Since it was passed, the NPPA cites two specific examples (among a number of other incidents) where it hindered the ability of photojournalists to do their jobs. The first was a case involving Dallas-area freelancer Brandon Wade, who was denied permission — based on the law — to fly his drone to document a publicly funded construction product. The second case involved Billy Calzada, a staff photographer for the San Antonio Express-News who was threatened with arrest after photographing the aftermath of a fatal fire with his drone.

Both of these examples were presented as evidence of the law’s impact on photojournalists in the lawsuit, which was brought by the NPPA, the Texas Press Association, and freelance reporter Joe Pappalardo.

In his ruling, District Judge Robert Pitman urged the Texas Department of Public Safety and the state Highway Patrol from enforcing Chapter 423 of the Texas Government Code, which states:

A person commits an offense if the person uses an unmanned aircraft to capture an image of an individual or privately owned real property in this state with the intent to conduct surveillance on the individual or property captured in the image.

Judge Pitman found that the process of creating photos and videos with a drone was a practice that was protected by the First Amendment and that the use of drones to document news is a protected expression.

“As content-based restrictions — meaning that the content of the image determines its permissibility — the various provisions in the statute were held to be presumptively unconstitutional, and were analyzed under a process called strict scrutiny,” Alicia Calzada explains on the NPPA website.

“Applying this standard, the court determined that the law was not actually necessary, and not narrowly tailored to achieve the purported interests asserted by the state. The court also held that the statute’s use of the terms ‘surveillance’ and ‘commercial purposes’ — neither of which are defined in the statute — renders the law void for vagueness.”

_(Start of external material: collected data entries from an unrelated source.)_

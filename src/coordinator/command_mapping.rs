use std::collections::HashMap;
use std::sync::LazyLock;

use strum_macros::Display;

use crate::bt::{ConsumerUsage, PassthroughKey};
use crate::link::{Mode, PlayState};

/// Playback and volume keys the link can ask for.
#[derive(Debug, Clone, Copy, Eq, PartialEq, Hash, Display)]
#[strum(serialize_all = "snake_case")]
pub enum MediaKey {
    Play,
    Pause,
    PlayPause,
    Next,
    Prev,
    VolumeUp,
    VolumeDown,
}

impl MediaKey {
    /// AVRCP pass-through used when no HID peer is connected.
    ///
    /// Pass-through has no toggle, so the toggle follows the last known play state.
    #[must_use]
    pub fn passthrough_key(self, play_state: PlayState) -> PassthroughKey {
        match self {
            Self::Play => PassthroughKey::Play,
            Self::Pause => PassthroughKey::Pause,
            Self::PlayPause if play_state == PlayState::Playing => PassthroughKey::Pause,
            Self::PlayPause => PassthroughKey::Play,
            Self::Next => PassthroughKey::Forward,
            Self::Prev => PassthroughKey::Backward,
            Self::VolumeUp => PassthroughKey::VolumeUp,
            Self::VolumeDown => PassthroughKey::VolumeDown,
        }
    }
}

/// HID usages for the play controls of one peer class.
#[derive(Debug, Clone, Copy, Eq, PartialEq)]
pub struct CommandMapping {
    play: ConsumerUsage,
    pause: ConsumerUsage,
    play_pause: ConsumerUsage,
}

impl CommandMapping {
    /// Separate play and pause usages.
    pub const DISCRETE: Self = Self {
        play: ConsumerUsage::Play,
        pause: ConsumerUsage::Pause,
        play_pause: ConsumerUsage::PlayPause,
    };

    /// Every play control becomes the toggle usage.
    pub const TOGGLE_ONLY: Self = Self {
        play: ConsumerUsage::PlayPause,
        pause: ConsumerUsage::PlayPause,
        play_pause: ConsumerUsage::PlayPause,
    };

    #[must_use]
    pub const fn usage_for(self, key: MediaKey) -> ConsumerUsage {
        match key {
            MediaKey::Play => self.play,
            MediaKey::Pause => self.pause,
            MediaKey::PlayPause => self.play_pause,
            MediaKey::Next => ConsumerUsage::NextTrack,
            MediaKey::Prev => ConsumerUsage::PrevTrack,
            MediaKey::VolumeUp => ConsumerUsage::VolumeUp,
            MediaKey::VolumeDown => ConsumerUsage::VolumeDown,
        }
    }
}

/// Per-mode peer handling, resolved once per connection.
#[derive(Debug, Clone, Copy, Eq, PartialEq)]
pub struct PeerProfile {
    pub mapping: CommandMapping,
    /// Withdraw the audio-sink record after bring-up.
    pub suppress_audio_sink: bool,
}

static PEER_PROFILES: LazyLock<HashMap<Mode, PeerProfile>> = LazyLock::new(|| {
    HashMap::from([
        (
            Mode::Phone,
            PeerProfile {
                mapping: CommandMapping::DISCRETE,
                suppress_audio_sink: true,
            },
        ),
        (
            Mode::Controller,
            PeerProfile {
                mapping: CommandMapping::TOGGLE_ONLY,
                suppress_audio_sink: true,
            },
        ),
        (
            Mode::ControllerNoHack,
            PeerProfile {
                mapping: CommandMapping::TOGGLE_ONLY,
                suppress_audio_sink: false,
            },
        ),
    ])
});

impl PeerProfile {
    #[must_use]
    pub fn for_mode(mode: Mode) -> Self {
        PEER_PROFILES.get(&mode).copied().unwrap_or(PeerProfile {
            mapping: CommandMapping::DISCRETE,
            suppress_audio_sink: true,
        })
    }
}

“NPPA is very pleased with the result in this case and we hope that it sends a clear message to other states and municipalities to stop enacting unconstitutionally restrictive drone laws,” NPPA general counsel, Mickey H. Osterreicher says.

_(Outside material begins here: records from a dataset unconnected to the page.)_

//! Dual-mode Bluetooth coordinator.
//!
//! One task owns every piece of connection state. Link commands, stack
//! callbacks and timer expiries all arrive as [`CoordinatorMessage`]s on a
//! single bounded queue, so state changes are serialised without locks.

mod command_mapping;
mod state;
mod timers;

use std::sync::Arc;
use std::time::Duration;

use bon::Builder;
use tokio::sync::{mpsc, oneshot};
use tokio::task::JoinHandle;
use tracing::{debug, info, instrument, trace, warn};

pub use command_mapping::{CommandMapping, MediaKey, PeerProfile};
pub use state::TransitionError;
pub(crate) use timers::TimerEvent;

use self::state::ConnectionState;
use self::timers::{KeyRelease, Timers};
use crate::bonds::BondStore;
use crate::bt::ble_hid::BleHidSurface;
use crate::bt::classic::{ClassicSurface, NotificationUpdate};
use crate::bt::{
    BdAddr, BleIdentity, ClassicVisibility, NotificationCapabilities, NotificationKind,
    ProfileError, StackBackend, StackEvent, StackEventSender, metadata_from_avrcp,
};
use crate::error::LinkError;
use crate::link::{
    BtState, Command, CommandError, ErrorCode, Event, EventSink, MAX_VOLUME, Mode, PlayState,
};
use crate::protocol::CommandType;

pub const DEFAULT_CLASSIC_NAME: &str = "Knob info";
pub const DEFAULT_BLE_NAME: &str = "Knob control";
pub const DEFAULT_METADATA_POLL_INTERVAL: Duration = Duration::from_secs(5);
pub const DEFAULT_KEY_SETTLE: Duration = Duration::from_millis(50);
pub const DEFAULT_INITIAL_VOLUME: u8 = 64;
const DEFAULT_QUEUE_CAPACITY: usize = 64;

/// Coordinator settings.
#[derive(Debug, Clone, Builder)]
pub struct CoordinatorConfig {
    #[builder(default)]
    mode: Mode,
    #[builder(into, default = DEFAULT_CLASSIC_NAME.to_string())]
    classic_name: String,
    #[builder(into, default = DEFAULT_BLE_NAME.to_string())]
    ble_name: String,
    #[builder(default = DEFAULT_METADATA_POLL_INTERVAL)]
    metadata_poll_interval: Duration,
    /// Delay between the press and release halves of a key report.
    #[builder(default = DEFAULT_KEY_SETTLE)]
    key_settle: Duration,
    #[builder(default = DEFAULT_INITIAL_VOLUME)]
    initial_volume: u8,
    #[builder(default = DEFAULT_QUEUE_CAPACITY)]
    queue_capacity: usize,
    /// Bring the stack up as soon as the coordinator starts.
    #[builder(default = true)]
    activate_on_start: bool,
}

impl Default for CoordinatorConfig {
    fn default() -> Self {
        Self::builder().build()
    }
}

impl CoordinatorConfig {
    #[must_use]
    pub fn mode(&self) -> Mode {
        self.mode
    }

    /// Returns a copy using `mode`.
    #[must_use]
    pub fn with_mode(mut self, mode: Mode) -> Self {
        self.mode = mode;
        self
    }
}

/// Messages drained by the coordinator task.
#[derive(Debug)]
pub(crate) enum CoordinatorMessage {
    Command {
        command: Command,
        reply: oneshot::Sender<CommandOutcome>,
    },
    Stack(StackEvent),
    Timer(TimerEvent),
    Status(oneshot::Sender<CoordinatorStatus>),
    Shutdown,
}

/// How the link should answer a command.
#[derive(Debug, Clone, Eq, PartialEq)]
pub enum CommandOutcome {
    /// Acknowledge.
    Completed,
    /// Acknowledge, then send the event.
    CompletedWith(Event),
    /// Send the event instead of an acknowledgement.
    Answered(Event),
    /// Report the error instead of an acknowledgement.
    Rejected(CommandError),
    /// Acknowledge, flush and suspend.
    Deactivated,
}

“Judge Pitman entered an opinion that carefully considers every issue, exhaustively reviews precedent, and holds decisively that drone photography is fully protected by the First Amendment as an integral tool in 21st-Century journalism,” Jim Hemphill, local counsel on the case, says.

“The challenged Texas statutes prohibited legitimate newsgathering that causes no harm, and unconstitutionally drew distinctions that disallowed journalistic drone photography but allowed the exact same drone photography when done for other favored purposes. Judge Pitman properly found that these distinctions were improper and that the statutes were so vague as to be unconstitutional.”